══ Information ══
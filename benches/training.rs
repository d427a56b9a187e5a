use criterion::{black_box, criterion_group, criterion_main, BenchmarkId, Criterion};
use credit_score_ml::config::HarnessConfig;
use credit_score_ml::data::{Dataset, Observation, Schema};
use credit_score_ml::pipeline::Pipeline;
use credit_score_ml::trainers::{FittedModel, TrainerKind};
use rand::prelude::*;
use rand_chacha::ChaCha8Rng;

fn create_credit_data(n_rows: usize) -> Dataset {
    let mut rng = ChaCha8Rng::seed_from_u64(42);
    let codes = ["4711", "6201", "4120", "4930", "5611"];

    let rows = (0..n_rows)
        .map(|_| {
            let ratios: Vec<f64> = (0..13)
                .map(|_| if rng.gen_bool(0.02) { f64::NAN } else { rng.gen::<f64>() * 4.0 - 2.0 })
                .collect();
            let label = ratios[0].is_finite() && ratios[0] + rng.gen::<f64>() * 0.5 > 0.5;
            let cnae = codes[rng.gen_range(0..codes.len())];
            Observation::new(ratios, cnae, label)
        })
        .collect();

    Dataset::new(Schema::credit_scoring(), rows)
}

fn bench_pipeline(c: &mut Criterion) {
    let mut group = c.benchmark_group("pipeline");
    let pipeline = Pipeline::base(&HarnessConfig::default());

    for n_rows in [1000, 5000].iter() {
        let data = create_credit_data(*n_rows);
        group.bench_with_input(BenchmarkId::new("fit_transform", n_rows), &data, |b, data| {
            b.iter(|| {
                let fitted = pipeline.fit(black_box(data)).unwrap();
                fitted.transform(data.observations()).unwrap()
            })
        });
    }

    group.finish();
}

fn bench_trainers(c: &mut Criterion) {
    let mut group = c.benchmark_group("training");
    group.sample_size(10);

    let pipeline = Pipeline::base(&HarnessConfig::default());
    let data = create_credit_data(2000);

    for kind in [
        TrainerKind::FastTree,
        TrainerKind::FastForest,
        TrainerKind::LbfgsLogisticRegression,
        TrainerKind::SdcaLogisticRegression,
        TrainerKind::AveragedPerceptron,
    ] {
        group.bench_with_input(BenchmarkId::new("fit", kind.name()), &data, |b, data| {
            b.iter(|| FittedModel::train(kind, &pipeline, black_box(data), 1).unwrap())
        });
    }

    group.finish();
}

criterion_group!(benches, bench_pipeline, bench_trainers);
criterion_main!(benches);
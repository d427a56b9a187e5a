//! Observation records and the positional schema they are read with

use crate::error::{CreditScoreError, Result};
use serde::{Deserialize, Serialize};
use std::fmt;
use std::str::FromStr;

/// Role a column plays in the record layout
#[derive(Debug, Clone, Copy, PartialEq, Eq, Serialize, Deserialize)]
pub enum ColumnKind {
    /// Floating-point financial ratio
    Numeric,
    /// Free-form categorical code, featurized as text
    Categorical,
    /// Boolean outcome
    Label,
}

/// A named column at a fixed position
#[derive(Debug, Clone, PartialEq, Eq, Serialize, Deserialize)]
pub struct ColumnSpec {
    pub name: String,
    pub kind: ColumnKind,
}

impl ColumnSpec {
    pub fn new(name: impl Into<String>, kind: ColumnKind) -> Self {
        Self {
            name: name.into(),
            kind,
        }
    }
}

/// Ordered column layout. Position is the contract; headers are never used
/// for mapping.
#[derive(Debug, Clone, PartialEq, Eq, Serialize, Deserialize)]
pub struct Schema {
    columns: Vec<ColumnSpec>,
}

impl Schema {
    /// Build a schema from numeric columns followed by one categorical
    /// column and the label.
    pub fn new(numeric: &[String], categorical: &str, label: &str) -> Result<Self> {
        if numeric.is_empty() {
            return Err(CreditScoreError::ConfigError(
                "schema needs at least one numeric column".to_string(),
            ));
        }

        let mut columns: Vec<ColumnSpec> = numeric
            .iter()
            .map(|name| ColumnSpec::new(name.clone(), ColumnKind::Numeric))
            .collect();
        columns.push(ColumnSpec::new(categorical, ColumnKind::Categorical));
        columns.push(ColumnSpec::new(label, ColumnKind::Label));

        let mut names: Vec<&str> = columns.iter().map(|c| c.name.as_str()).collect();
        names.sort_unstable();
        names.dedup();
        if names.len() != columns.len() {
            return Err(CreditScoreError::ConfigError(
                "schema column names must be unique".to_string(),
            ));
        }

        Ok(Self { columns })
    }

    /// The 15-column credit layout: `V1..V13, CNAE, Label`
    pub fn credit_scoring() -> Self {
        let mut columns: Vec<ColumnSpec> = (1..=13)
            .map(|i| ColumnSpec::new(format!("V{}", i), ColumnKind::Numeric))
            .collect();
        columns.push(ColumnSpec::new("CNAE", ColumnKind::Categorical));
        columns.push(ColumnSpec::new("Label", ColumnKind::Label));
        Self { columns }
    }

    pub fn columns(&self) -> &[ColumnSpec] {
        &self.columns
    }

    pub fn len(&self) -> usize {
        self.columns.len()
    }

    pub fn is_empty(&self) -> bool {
        self.columns.is_empty()
    }

    /// Name of the first column, used to recognise header rows
    pub fn first_column(&self) -> &str {
        self.columns.first().map(|c| c.name.as_str()).unwrap_or("")
    }

    pub fn numeric_names(&self) -> Vec<&str> {
        self.names_of(ColumnKind::Numeric)
    }

    pub fn n_numeric(&self) -> usize {
        self.columns.iter().filter(|c| c.kind == ColumnKind::Numeric).count()
    }

    pub fn categorical_name(&self) -> &str {
        self.names_of(ColumnKind::Categorical).first().copied().unwrap_or("")
    }

    pub fn label_name(&self) -> &str {
        self.names_of(ColumnKind::Label).first().copied().unwrap_or("")
    }

    fn names_of(&self, kind: ColumnKind) -> Vec<&str> {
        self.columns
            .iter()
            .filter(|c| c.kind == kind)
            .map(|c| c.name.as_str())
            .collect()
    }
}

impl Default for Schema {
    fn default() -> Self {
        Self::credit_scoring()
    }
}

/// One company-year financial record
#[derive(Debug, Clone, PartialEq, Serialize, Deserialize)]
pub struct Observation {
    /// Ratios in schema order; NaN marks a missing value
    pub ratios: Vec<f64>,
    /// Raw industry code token
    pub cnae: String,
    /// Bankruptcy / failure within the horizon
    pub label: bool,
}

impl Observation {
    pub fn new(ratios: Vec<f64>, cnae: impl Into<String>, label: bool) -> Self {
        Self {
            ratios,
            cnae: cnae.into(),
            label,
        }
    }
}

/// Field separator of a source CSV
#[derive(Debug, Clone, Copy, PartialEq, Eq, Serialize, Deserialize)]
pub enum Delimiter {
    Comma,
    Semicolon,
}

impl Delimiter {
    pub fn as_byte(self) -> u8 {
        match self {
            Delimiter::Comma => b',',
            Delimiter::Semicolon => b';',
        }
    }
}

impl Default for Delimiter {
    fn default() -> Self {
        Delimiter::Comma
    }
}

impl fmt::Display for Delimiter {
    fn fmt(&self, f: &mut fmt::Formatter<'_>) -> fmt::Result {
        write!(f, "{}", self.as_byte() as char)
    }
}

impl FromStr for Delimiter {
    type Err = CreditScoreError;

    fn from_str(s: &str) -> Result<Self> {
        match s {
            "," | "comma" => Ok(Delimiter::Comma),
            ";" | "semicolon" => Ok(Delimiter::Semicolon),
            other => Err(CreditScoreError::InvalidParameter {
                name: "delimiter".to_string(),
                value: other.to_string(),
                reason: "expected ',' or ';'".to_string(),
            }),
        }
    }
}

#[cfg(test)]
mod tests {
    use super::*;

    #[test]
    fn test_credit_schema_layout() {
        let schema = Schema::credit_scoring();
        assert_eq!(schema.len(), 15);
        assert_eq!(schema.first_column(), "V1");
        assert_eq!(schema.n_numeric(), 13);
        assert_eq!(schema.categorical_name(), "CNAE");
        assert_eq!(schema.label_name(), "Label");
        assert_eq!(schema.columns()[13].kind, ColumnKind::Categorical);
    }

    #[test]
    fn test_schema_rejects_duplicates() {
        let numeric = vec!["V1".to_string(), "V1".to_string()];
        assert!(Schema::new(&numeric, "CNAE", "Label").is_err());
    }

    #[test]
    fn test_delimiter_parse() {
        assert_eq!(";".parse::<Delimiter>().unwrap(), Delimiter::Semicolon);
        assert_eq!("comma".parse::<Delimiter>().unwrap(), Delimiter::Comma);
        assert!("|".parse::<Delimiter>().is_err());
    }
}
═══
What to work on: Would you please repeat exactly the lines above, starting at the line with "by one categorical" and stopping at the line with "names.dedup();", both included?

Output:
    /// Build a schema from numeric columns followed by one categorical
    /// column and the label.
    pub fn new(numeric: &[String], categorical: &str, label: &str) -> Result<Self> {
        if numeric.is_empty() {
            return Err(CreditScoreError::ConfigError(
                "schema needs at least one numeric column".to_string(),
            ));
        }

        let mut columns: Vec<ColumnSpec> = numeric
            .iter()
            .map(|name| ColumnSpec::new(name.clone(), ColumnKind::Numeric))
            .collect();
        columns.push(ColumnSpec::new(categorical, ColumnKind::Categorical));
        columns.push(ColumnSpec::new(label, ColumnKind::Label));

        let mut names: Vec<&str> = columns.iter().map(|c| c.name.as_str()).collect();
        names.sort_unstable();
        names.dedup();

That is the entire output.